The present invention is also directed to a kit to diagnose, prognose and/or treat cancer, such as for practicing the method of analyzing the expression of a diagnostic panel including one or more markersfor the diagnosis of colorectcal cancer. In another embodiment, the cancer is colorectcal cancer, the colorectcal cancer is non-invasive colorectal cancer. For example, the kit may contain compositions for analyzing a diagnostic panel with any of the following biomarkers: TFPI2, THBD, C9ORF50, ADHFEl, FGF12, PTPRT, ZNF568, KIAA1026, SFMBT2, and/or AUTS2. In some embodiments the kit contains compositions detecting and amplifying expression of TFPI2, THBD, C9ORF50, ADHFEl, FGF12, PTPRT, ZNF568, KIAA1026, SFMBT2, and/or AUTS2, as described above.

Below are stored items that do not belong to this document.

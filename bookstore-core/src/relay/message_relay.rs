use parking_lot::RwLock;
use std::sync::Arc;
use tracing::{debug, error, info};

use super::producer::EventStreamProducer;
use super::settings::{RelaySettings, TransportMode};
use crate::error::{Error, Result};

/// Routes each outbound message to the bulk channel selected by the
/// current transport mode
pub struct MessageRelay {
    producer: Arc<dyn EventStreamProducer>,
    mode: RwLock<TransportMode>,
}

impl MessageRelay {
    /// Create a relay in `Direct` mode
    pub fn new(producer: Arc<dyn EventStreamProducer>) -> Self {
        Self::with_mode(producer, TransportMode::Direct)
    }

    pub fn with_mode(producer: Arc<dyn EventStreamProducer>, mode: TransportMode) -> Self {
        Self {
            producer,
            mode: RwLock::new(mode),
        }
    }

    #[must_use]
    pub fn mode(&self) -> TransportMode {
        *self.mode.read()
    }

    /// Merge a settings update
    ///
    /// Only `useEventHub` changes state. Unknown keys are accepted and
    /// ignored. Returns the mode in effect afterwards.
    pub fn apply_settings(&self, settings: &RelaySettings) -> TransportMode {
        for key in settings.ignored_keys() {
            debug!(key = %key, "Ignoring unrecognized relay setting");
        }

        let Some(use_event_hub) = settings.use_event_hub else {
            return self.mode();
        };

        let next = TransportMode::from_flag(use_event_hub);
        let previous = {
            let mut mode = self.mode.write();
            std::mem::replace(&mut *mode, next)
        };

        if previous == next {
            debug!(mode = %next, "Relay transport mode unchanged");
        } else {
            info!(from = %previous, to = %next, "Relay transport mode switched");
        }
        next
    }

    /// Push a message through the bulk channel
    ///
    /// In `Direct` mode this does nothing. In `EventStream` mode the message
    /// is sent as one record; a producer failure is returned as
    /// `Error::Transport` and not retried. Returns the mode that was used.
    pub async fn send(&self, message: &str) -> Result<TransportMode> {
        // Copy the mode out so the lock is not held across the await
        let mode = self.mode();

        match mode {
            TransportMode::Direct => {
                debug!(message_len = message.len(), "Direct mode, bulk channel skipped");
            }
            TransportMode::EventStream => {
                self.producer.send(message).await.map_err(|e| {
                    error!(
                        destination = %self.producer.destination(),
                        error = %e,
                        "Failed to publish message to event stream"
                    );
                    Error::from(e)
                })?;
                debug!(
                    destination = %self.producer.destination(),
                    message_len = message.len(),
                    "Message published to event stream"
                );
            }
        }

        Ok(mode)
    }
}
//! Process-wide tracing setup
//!
//! `logging.level` is either a bare level (`info`, `debug`, ...) or a full
//! `EnvFilter` directive such as `info,bookstore_core=debug`. A bare level
//! applies to the bookstore crates and the HTTP trace layer; everything else
//! is capped at `warn` so client libraries stay quiet. `RUST_LOG`, when set
//! and valid, replaces the configured value entirely.

use std::sync::Arc;
use tracing::Level;
use tracing_subscriber::{
    fmt::{self, format::FmtSpan, writer::BoxMakeWriter},
    layer::SubscriberExt,
    util::SubscriberInitExt,
    EnvFilter,
};

use crate::config::LoggingConfig;

/// Targets a bare level is applied to
const BOOKSTORE_TARGETS: &[&str] = &[
    "bookstore_core",
    "bookstore_api",
    "bookstore_controller",
    "tower_http",
];

pub fn init_logging(config: &LoggingConfig) -> anyhow::Result<()> {
    let env_filter = match EnvFilter::try_from_default_env() {
        Ok(filter) => filter,
        Err(_) => build_filter(&config.level)?,
    };

    let writer = match &config.file_path {
        Some(path) => {
            let file = std::fs::OpenOptions::new()
                .create(true)
                .append(true)
                .open(path)
                .map_err(|e| anyhow::anyhow!("Failed to open log file {path}: {e}"))?;
            BoxMakeWriter::new(Arc::new(file))
        }
        None => BoxMakeWriter::new(std::io::stdout),
    };

    // Exactly one of the two layers is present
    let (json_layer, pretty_layer) = if config.format == "json" {
        let layer = fmt::layer()
            .json()
            .with_span_events(FmtSpan::CLOSE)
            .with_current_span(true)
            .with_target(true)
            .with_line_number(true)
            .with_writer(writer);
        (Some(layer), None)
    } else {
        let layer = fmt::layer()
            .pretty()
            .with_target(true)
            .with_file(false)
            .with_writer(writer);
        (None, Some(layer))
    };

    tracing_subscriber::registry()
        .with(env_filter)
        .with(json_layer)
        .with(pretty_layer)
        .try_init()?;

    Ok(())
}

/// Turn a configured level or directive into a filter
///
/// A value with no `=` or `,` must be a bare level; anything else is handed
/// to `EnvFilter` as-is.
pub fn build_filter(level: &str) -> anyhow::Result<EnvFilter> {
    let directive = if level.contains('=') || level.contains(',') {
        level.to_string()
    } else {
        default_directive(parse_log_level(level)?)
    };

    EnvFilter::try_new(&directive)
        .map_err(|e| anyhow::anyhow!("Invalid log filter '{directive}': {e}"))
}

fn default_directive(level: Level) -> String {
    let base = std::cmp::min(level, Level::WARN);
    let level = level.as_str().to_ascii_lowercase();

    let mut directive = base.as_str().to_ascii_lowercase();
    for target in BOOKSTORE_TARGETS {
        directive.push_str(&format!(",{target}={level}"));
    }
    directive
}

fn parse_log_level(level: &str) -> anyhow::Result<Level> {
    match level.trim().to_lowercase().as_str() {
        "trace" => Ok(Level::TRACE),
        "debug" => Ok(Level::DEBUG),
        "info" => Ok(Level::INFO),
        "warn" | "warning" => Ok(Level::WARN),
        "error" => Ok(Level::ERROR),
        _ => Err(anyhow::anyhow!("Invalid log level: {level}")),
    }
}
//! Startup environment report

use tracing::info;

use crate::secrets::mask_secret;

/// Variables reported at startup; `true` marks values that may hold secrets
const REPORTED_VARS: &[(&str, bool)] = &[
    ("BOOKSTORE_CONFIG_PATH", false),
    ("BOOKSTORE_SECRETS__DIR", false),
    ("BOOKSTORE_EVENT_STREAM__CONNECTION_SECRET", false),
    ("BOOKSTORE_EVENT_STREAM__STREAM_NAME", false),
    ("BOOKSTORE_SECRET_EVENTHUB_CONNECTION_STRING", true),
    ("RUST_LOG", false),
];

/// Render one variable for the startup log
fn describe(value: Option<&str>, sensitive: bool) -> String {
    match value {
        None => "<unset>".to_string(),
        Some(v) if sensitive => mask_secret(v),
        Some(v) => v.to_string(),
    }
}

/// Log which recognized environment variables are set
///
/// Secret-bearing values are masked.
pub fn log_environment() {
    info!("Environment variables:");
    for (name, sensitive) in REPORTED_VARS {
        let value = std::env::var(name).ok();
        info!("{}: {}", name, describe(value.as_deref(), *sensitive));
    }
}
// Module: http
// HTTP/JSON admin API over the control surface

pub mod admin;
pub mod error;
pub mod health;

use axum::Router;
use bookstore_core::AdminControlSurface;
use std::sync::Arc;
use tower_http::cors::{Any, CorsLayer};
use tower_http::trace::TraceLayer;

pub use error::{AppError, AppResult};

/// Shared application state
#[derive(Clone)]
pub struct AppState {
    pub control: Arc<AdminControlSurface>,
}

/// Create the HTTP router with all routes
pub fn create_router(control: Arc<AdminControlSurface>) -> Router {
    let state = AppState { control };

    let router = Router::new()
        // Health check endpoints (for monitoring probes)
        .merge(health::create_health_router())
        // Admin endpoints and the inbound push endpoint
        .merge(admin::create_admin_router());

    // Apply layers before state
    let router = router
        .layer(
            CorsLayer::new()
                .allow_origin(Any)
                .allow_methods(Any)
                .allow_headers(Any),
        )
        .layer(TraceLayer::new_for_http());

    // Apply state to all routes (must be last)
    router.with_state(state)
}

In various embodiments, TFPI1 can be detected using, for example, the primer combination described by SEQ ID NO: 1 and 2, in further combination with a probe, such as SEQ ID NO. 31. In another embodiment, THBD can be detected using, for example, the primer combination described by SEQ ID NO: 3 and 4, in further combination with a probe, such as SEQ ID NO. 32. In another embodiment, can be detected using, for example, the primer combination described by SEQ ID NO: 5 and 6, SEQ ID NO: 7 and 8, SEQ ID NO: 9 and 10, or SEQ ID NO: 29 and 30 in further combination with a probe, such as SEQ ID NO. 33, 34, or 43. In another embodiment, ADHFEl can be detected using, for example, the primer combination described by SEQ ID NO: 11 and 12, or SEQ ID NO: 13 and 14, in further combination with a probe, such as SEQ ID NO. 35. In another embodiment, FGF-12 can be detected using, for example, the primer combination described by SEQ ID NO: 15 and 16, in further combination with a probe, such as SEQ ID NO. 36. In another embodiment, PTPRT can be detected using, for example, the primer combination described by SEQ ID NO: 17 and 18, in further combination with a probe, such as SEQ ID NO. 37. In another embodiment, ZNF568 can be detected using, for example, the primer combination described by SEQ ID NO: 19 and 20, in further combination with a probe, such as SEQ ID NO. 38. In another embodiment, KIAA1026 can be detected using, for example, the primer combination described by SEQ ID NO: 21 and 22, in further combination with a probe, such as SEQ ID NO. 39. In another embodiment, SFMBT2 can be detected using, for example, the primer combination described by SEQ ID NO: 23 and 24, or SEQ ID NO: 23 and 24 in further combination with a probe, such as SEQ ID NO. 41 or 42. In another embodiment, AUTS2 can be detected using, for example, the primer combination described by SEQ ID NO: 27 and 28 in further combination with a probe, such as SEQ ID NO. 42.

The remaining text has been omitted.